Activity: Using the material below, return exactly the lines between the one holding "plugin version string." and the one holding "pre-initialization succeeds, or", inclusive, and no others.

Supplied information:
//! # Plugin System Interface
//!
//! This module defines the plugin system interfaces and error types for the
//! Horizon Event System. It provides both high-level and low-level plugin
//! development interfaces to support different use cases.
//!
//! ## Plugin Development Approaches
//!
//! ### High-Level: SimplePlugin Trait
//! - Safe, easy-to-use interface for most plugin development
//! - Automatic panic handling and FFI safety
//! - Focus on game logic rather than systems programming
//! - Use with the `create_simple_plugin!` macro
//!
//! ### Low-Level: Plugin Trait
//! - Direct FFI interface for maximum control
//! - Required for plugins with special requirements
//! - Manual panic handling and safety management
//! - Direct dynamic library interface
//!
//! ## Plugin Lifecycle
//!
//! 1. **Creation** - Plugin instance created via `new()`
//! 2. **Pre-initialization** - Handler registration phase
//! 3. **Initialization** - Setup with server context
//! 4. **Operation** - Normal event processing
//! 5. **Shutdown** - Cleanup and resource deallocation
//!
//! ## Error Handling
//!
//! The plugin system provides comprehensive error handling for all lifecycle
//! phases, with automatic panic isolation to prevent plugin failures from
//! crashing the host server.

use crate::context::ServerContext;
use crate::system::EventSystem;
use async_trait::async_trait;
use std::sync::Arc;

// ============================================================================
// Plugin Development Interfaces
// ============================================================================

/// Simplified plugin trait that doesn't require unsafe code.
/// 
/// This trait provides a safe, high-level interface for plugin development.
/// It handles all the complex FFI and lifecycle management internally,
/// allowing plugin developers to focus on game logic rather than
/// low-level systems programming.
/// 
/// # Lifecycle
/// 
/// 1. **Creation**: Plugin instance is created via `new()`
/// 2. **Handler Registration**: `register_handlers()` is called to set up event handlers
/// 3. **Initialization**: `on_init()` is called with server context
/// 4. **Operation**: Plugin receives and processes events
/// 5. **Shutdown**: `on_shutdown()` is called for cleanup
/// 
/// # Examples
/// 
/// ```rust,no_run
/// use horizon_event_system::*;
/// use std::sync::Arc;
/// 
/// struct ChatPlugin {
///     message_count: u64,
/// }
/// 
/// impl ChatPlugin {
///     fn new() -> Self {
///         Self { message_count: 0 }
///     }
/// }
/// 
/// #[async_trait::async_trait]
/// impl plugin::SimplePlugin for ChatPlugin {
///     fn name(&self) -> &str { "chat_system" }
///     fn version(&self) -> &str { "1.0.0" }
///     
///     async fn register_handlers(&mut self, events: Arc<EventSystem>, context: Arc<dyn ServerContext>) -> Result<(), plugin::PluginError> {
///         events.on_client("chat", "message", |event: RawClientMessageEvent| {
///             // Process chat message
///             Ok(())
///         }).await?;
///         Ok(())
///     }
/// }
/// 
/// // create_simple_plugin!(ChatPlugin);
/// ```
#[async_trait]
pub trait SimplePlugin: Send + Sync + 'static {
    /// Returns the name of this plugin.
    /// 
    /// The name should be unique and stable across versions. It's used for
    /// event routing, logging, and plugin management.
    fn name(&self) -> &str;

    /// Returns the version string of this plugin.
    /// 
    /// Should follow semantic versioning (e.g., "1.2.3") for compatibility checking.
    fn version(&self) -> &str;

    /// Registers event handlers during pre-initialization.
    /// 
    /// This method is called before `on_init()` and should set up all event
    /// handlers that the plugin needs. Handler registration must be completed
    /// before the plugin is considered fully loaded.
    /// 
    /// # Arguments
    /// 
    /// * `events` - Reference to the event system for handler registration
    /// * `context` - Server context providing access to core services
    /// 
    /// # Returns
    /// 
    /// Returns `Ok(())` if all handlers were registered successfully, or
    /// `Err(PluginError)` if registration failed.
    async fn register_handlers(&mut self, events: Arc<EventSystem>, context: Arc<dyn ServerContext>) -> Result<(), PluginError>;

    /// Initialize the plugin with server context.
    /// 
    /// This method is called after handler registration and provides access
    /// to server resources. Use this for:
    /// - Loading configuration
    /// - Initializing data structures
    /// - Setting up timers or background tasks
    /// - Validating dependencies
    /// 
    /// # Arguments
    /// 
    /// * `context` - Server context providing access to core services
    /// 
    /// # Returns
    /// 
    /// Returns `Ok(())` if initialization succeeds, or `Err(PluginError)` if it fails.
    /// Failed initialization will prevent the plugin from loading.
    async fn on_init(&mut self, _context: Arc<dyn ServerContext>) -> Result<(), PluginError> {
        Ok(()) // Default implementation does nothing
    }

    /// Shutdown the plugin gracefully.
    /// 
    /// This method is called when the plugin is being unloaded or the server
    /// is shutting down. Use this for:
    /// - Saving persistent state
    /// - Cleaning up resources
    /// - Canceling background tasks
    /// - Notifying external services
    /// 
    /// # Arguments
    /// 
    /// * `context` - Server context for accessing core services during shutdown
    /// 
    /// # Returns
    /// 
    /// Returns `Ok(())` if shutdown completes successfully, or `Err(PluginError)`
    /// if cleanup failed. Shutdown errors are logged but don't prevent unloading.
    async fn on_shutdown(&mut self, _context: Arc<dyn ServerContext>) -> Result<(), PluginError> {
        Ok(()) // Default implementation does nothing
    }
}

/// Low-level plugin trait for FFI compatibility.
/// 
/// This trait defines the interface that plugin dynamic libraries must implement
/// for compatibility with the plugin loader. Most plugin developers should use
/// the `SimplePlugin` trait instead, which provides a higher-level interface.
/// 
/// # Plugin Lifecycle
/// 
/// 1. **Pre-initialization**: `pre_init()` for handler registration
/// 2. **Initialization**: `init()` for setup with server context  
/// 3. **Operation**: Plugin receives and processes events
/// 4. **Shutdown**: `shutdown()` for cleanup
/// 
/// # FFI Safety
/// 
/// This trait is designed to be safe across FFI boundaries when used with
/// the `create_simple_plugin!` macro, which handles all the necessary
/// panic catching and error conversion.
#[async_trait]
pub trait Plugin: Send + Sync {
    /// Returns the plugin name.
    /// 
    /// Must be stable across plugin versions and unique among all plugins.
    fn name(&self) -> &str;
    
    /// Returns the plugin version string.
    /// 
    /// Should follow semantic versioning for compatibility checking.
    fn version(&self) -> &str;

    /// Pre-initialization phase for registering event handlers.
    /// 
    /// This method is called before `init()` and should register all event
    /// handlers that the plugin needs. The plugin will not receive events
    /// until this method completes successfully.
    /// 
    /// # Arguments
    /// 
    /// * `context` - Server context for accessing core services
    /// 
    /// # Returns
    /// 
    /// Returns `Ok(())` if pre-initialization succeeds, or `Err(PluginError)`
    /// if it fails. Failure will prevent the plugin from loading.
    async fn pre_init(&mut self, context: Arc<dyn ServerContext>) -> Result<(), PluginError>;
    
    /// Main initialization phase with full server context access.
    /// 
    /// This method is called after successful pre-initialization and provides
    /// full access to server resources. Use this for loading configuration,
    /// initializing data structures, and setting up any background tasks.
    /// 
    /// # Arguments
    /// 
    /// * `context` - Server context for accessing core services
    /// 
    /// # Returns
    /// 
    /// Returns `Ok(())` if initialization succeeds, or `Err(PluginError)`
    /// if it fails. Failure will prevent the plugin from becoming active.
    async fn init(&mut self, context: Arc<dyn ServerContext>) -> Result<(), PluginError>;
    
    /// Shutdown phase for cleanup and resource deallocation.
    /// 
    /// This method is called when the plugin is being unloaded or the server
    /// is shutting down. It should perform all necessary cleanup including
    /// saving state, stopping background tasks, and releasing resources.
    /// 
    /// # Arguments
    /// 
    /// * `context` - Server context for accessing core services during shutdown
    /// 
    /// # Returns
    /// 
    /// Returns `Ok(())` if shutdown completes successfully, or `Err(PluginError)`
    /// if cleanup failed. Shutdown errors are logged but don't prevent unloading.
    async fn shutdown(&mut self, context: Arc<dyn ServerContext>) -> Result<(), PluginError>;
}

// ============================================================================
// Error Types
// ============================================================================

/// Errors that can occur during plugin operations.
/// 
/// This enum covers all error conditions that can arise during plugin
/// lifecycle management, from initialization failures to runtime errors.
/// 
/// # Error Categories
/// 
/// - **InitializationFailed**: Plugin failed to initialize properly
/// - **ExecutionError**: Runtime error during normal operation
/// - **NotFound**: Requested plugin or resource doesn't exist
/// - **Runtime**: Panic or other unexpected runtime condition
#[derive(Debug, thiserror::Error)]
pub enum PluginError {
    /// Plugin initialization failed during startup
    #[error("Plugin initialization failed: {0}")]
    InitializationFailed(String),
    /// Error occurred during plugin execution
    #[error("Plugin execution error: {0}")]
    ExecutionError(String),
    /// Requested plugin was not found
    #[error("Plugin not found: {0}")]
    NotFound(String),
    /// Runtime error such as panic or system failure
    #[error("Plugin runtime error: {0}")]
    Runtime(String),
}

Solution below:
    /// Returns the plugin version string.
    /// 
    /// Should follow semantic versioning for compatibility checking.
    fn version(&self) -> &str;

    /// Pre-initialization phase for registering event handlers.
    /// 
    /// This method is called before `init()` and should register all event
    /// handlers that the plugin needs. The plugin will not receive events
    /// until this method completes successfully.
    /// 
    /// # Arguments
    /// 
    /// * `context` - Server context for accessing core services
    /// 
    /// # Returns
    /// 
    /// Returns `Ok(())` if pre-initialization succeeds, or `Err(PluginError)`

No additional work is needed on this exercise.